Lanjutnya , Ibu Lisnar yang mengaku mengalami nasib serupa.“Ini bukan hanya satu korban, ada beberapa masyarakat yang kebun sawitnya dirusak, laporan ini sudah hampir memasuki dua tahun namun hingga kini belum ada Titik terang nya , meski pernah di lakukan mediasi .
Sementara itu, awak media juga melakukan konfirmasi kepada Ketua LP NasDem Provinsi Riau, Barita Ritonga. Ia menegaskan pihaknya meminta aparat penegak hukum segera bertindak dengan tegas,sesuai yang berpedoman kepada UU Perusakan Barang Milik Orang Lain Perusakan barang milik orang lain diatur dalam: Pasal 406 KUHP (lama)
atau Pasal 521 Undang-Undang Nomor 1 Tahun 2023 tentang KUHP (KUHP Baru)
Dengan Bunyi ketentuan secara umum:
Barang siapa dengan sengaja dan melawan hukum menghancurkan, merusakkan, atau menghilangkan barang milik orang lain, dapat dikenakan pidana.
Ancaman pidana:Penjara paling lama 2 (dua) tahun 8 (delapan) bulan, atau
Denda sesuai ketentuan yang berlaku
“Kami meminta kepada Bapak Kapolres Kampar AKBP Bobi Putra Ramadhan Sebayang, agar segera melakukan penangkapan terhadap pihak yang diduga melakukan perusakan kebun kelapa sawit milik masyarakat. Jangan sampai persoalan ini memicu konflik yang lebih besar di tengah masyarakat,”Tegas Barita Ritonga.

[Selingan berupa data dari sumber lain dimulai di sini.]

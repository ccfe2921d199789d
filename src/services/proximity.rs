//! 邻近查询引擎
//!
//! 对一批带坐标的记录做精确的测地距离排序与半径裁剪。
//! 存储层的包围盒预过滤只是粗筛，半径语义以这里的计算为准。

use crate::repository::{Discount, Retailer};
use crate::utils::geo::{Coordinate, calculate_distance};

/// HTTP 层使用的默认返回条数
pub const DEFAULT_RESULT_LIMIT: usize = 10;

/// 可参与邻近排序的记录
pub trait GeoRecord {
    fn coordinate(&self) -> &Coordinate;
    /// 距离相同时按 id 升序，保证结果确定
    fn record_id(&self) -> i64;
}

impl GeoRecord for Discount {
    fn coordinate(&self) -> &Coordinate {
        &self.coordinate
    }

    fn record_id(&self) -> i64 {
        self.id
    }
}

impl GeoRecord for Retailer {
    fn coordinate(&self) -> &Coordinate {
        &self.coordinate
    }

    fn record_id(&self) -> i64 {
        self.id
    }
}

/// 带距离标注的记录
#[derive(Debug, Clone)]
pub struct Ranked<T> {
    pub record: T,
    /// 距查询原点的测地距离，单位 km
    pub distance_km: f64,
}

pub struct ProximityEngine;

impl ProximityEngine {
    /// 标注距离、按半径裁剪、升序排序、截断
    ///
    /// `max_distance_km` 为 None 时不做半径裁剪，只排序。
    pub fn rank<T: GeoRecord>(
        origin: &Coordinate,
        records: Vec<T>,
        max_distance_km: Option<f64>,
        limit: usize,
    ) -> Vec<Ranked<T>> {
        let mut ranked: Vec<Ranked<T>> = records
            .into_iter()
            .map(|record| {
                let distance_km = calculate_distance(origin, record.coordinate());
                Ranked {
                    record,
                    distance_km,
                }
            })
            .collect();

        if let Some(max_km) = max_distance_km {
            ranked.retain(|r| r.distance_km <= max_km);
        }

        // calculate_distance 只产生有限值；partial_cmp 失败时退化为 id 排序
        ranked.sort_by(|a, b| {
            a.distance_km
                .partial_cmp(&b.distance_km)
                .unwrap_or(std::cmp::Ordering::Equal)
                .then_with(|| a.record.record_id().cmp(&b.record.record_id()))
        });

        ranked.truncate(limit);
        ranked
    }
}

#[cfg(test)]
mod tests {
    use super::*;
    use chrono::{Duration, Utc};
    use crate::repository::Discount;

    /// 以原点为基准，向北偏移 km 公里构造一个折扣
    /// 1 度纬度 ≈ 110.574 km
    fn discount_at(id: i64, origin: &Coordinate, km_north: f64) -> Discount {
        let now = Utc::now();
        Discount {
            id,
            retailer_id: 1,
            description: format!("Discount {id}"),
            discount_code: format!("CODE{id}"),
            discount_value: 5.0,
            is_active: true,
            expiration_date: now + Duration::days(30),
            coordinate: Coordinate::new(origin.latitude + km_north / 110.574, origin.longitude),
            created_at: now,
            updated_at: now,
        }
    }

    #[test]
    fn test_radius_filter_and_order() {
        let origin = Coordinate::new(37.751, -97.822);
        let records = vec![
            discount_at(1, &origin, 10.0),
            discount_at(2, &origin, 1.0),
            discount_at(3, &origin, 5.0),
        ];

        let ranked = ProximityEngine::rank(&origin, records, Some(6.0), DEFAULT_RESULT_LIMIT);

        // 10 km 的记录被裁掉，剩下按距离升序
        assert_eq!(ranked.len(), 2);
        assert_eq!(ranked[0].record.id, 2);
        assert_eq!(ranked[1].record.id, 3);
        assert!((ranked[0].distance_km - 1.0).abs() < 0.05);
        assert!((ranked[1].distance_km - 5.0).abs() < 0.05);
    }

    #[test]
    fn test_no_radius_sorts_everything() {
        let origin = Coordinate::new(37.751, -97.822);
        let records = vec![
            discount_at(1, &origin, 10.0),
            discount_at(2, &origin, 1.0),
        ];

        let ranked = ProximityEngine::rank(&origin, records, None, DEFAULT_RESULT_LIMIT);

        assert_eq!(ranked.len(), 2);
        assert_eq!(ranked[0].record.id, 2);
    }

    #[test]
    fn test_ties_broken_by_id() {
        let origin = Coordinate::new(37.751, -97.822);
        // 同一个位置的两条记录，距离完全相同
        let records = vec![
            discount_at(7, &origin, 2.0),
            discount_at(3, &origin, 2.0),
        ];

        let ranked = ProximityEngine::rank(&origin, records, None, DEFAULT_RESULT_LIMIT);

        assert_eq!(ranked[0].record.id, 3);
        assert_eq!(ranked[1].record.id, 7);
    }

    #[test]
    fn test_limit_truncates() {
        let origin = Coordinate::new(37.751, -97.822);
        let records: Vec<Discount> = (1..=15)
            .map(|id| discount_at(id, &origin, id as f64))
            .collect();

        let ranked = ProximityEngine::rank(&origin, records, None, DEFAULT_RESULT_LIMIT);

        assert_eq!(ranked.len(), DEFAULT_RESULT_LIMIT);
        assert_eq!(ranked[0].record.id, 1);
        assert_eq!(ranked[9].record.id, 10);
    }

    #[test]
    fn test_exactly_at_radius_is_included() {
        let origin = Coordinate::new(0.0, 0.0);
        let records = vec![discount_at(1, &origin, 0.0)];

        // 距离 0，半径 0 也应命中（<= 语义）
        let ranked = ProximityEngine::rank(&origin, records, Some(0.0), DEFAULT_RESULT_LIMIT);
        assert_eq!(ranked.len(), 1);
    }
}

Ia juga mengingatkan bahwa keterlambatan penanganan kasus ini dikhawatirkan akan dapat memicu aksi kurang bagus karena persoalan ini sudah lama di laporkan hampir masuk dua tahun hingga sampai sekarang belum ada titik terang penegakan hukum nya yang di duga lamban dan jalan di tempat .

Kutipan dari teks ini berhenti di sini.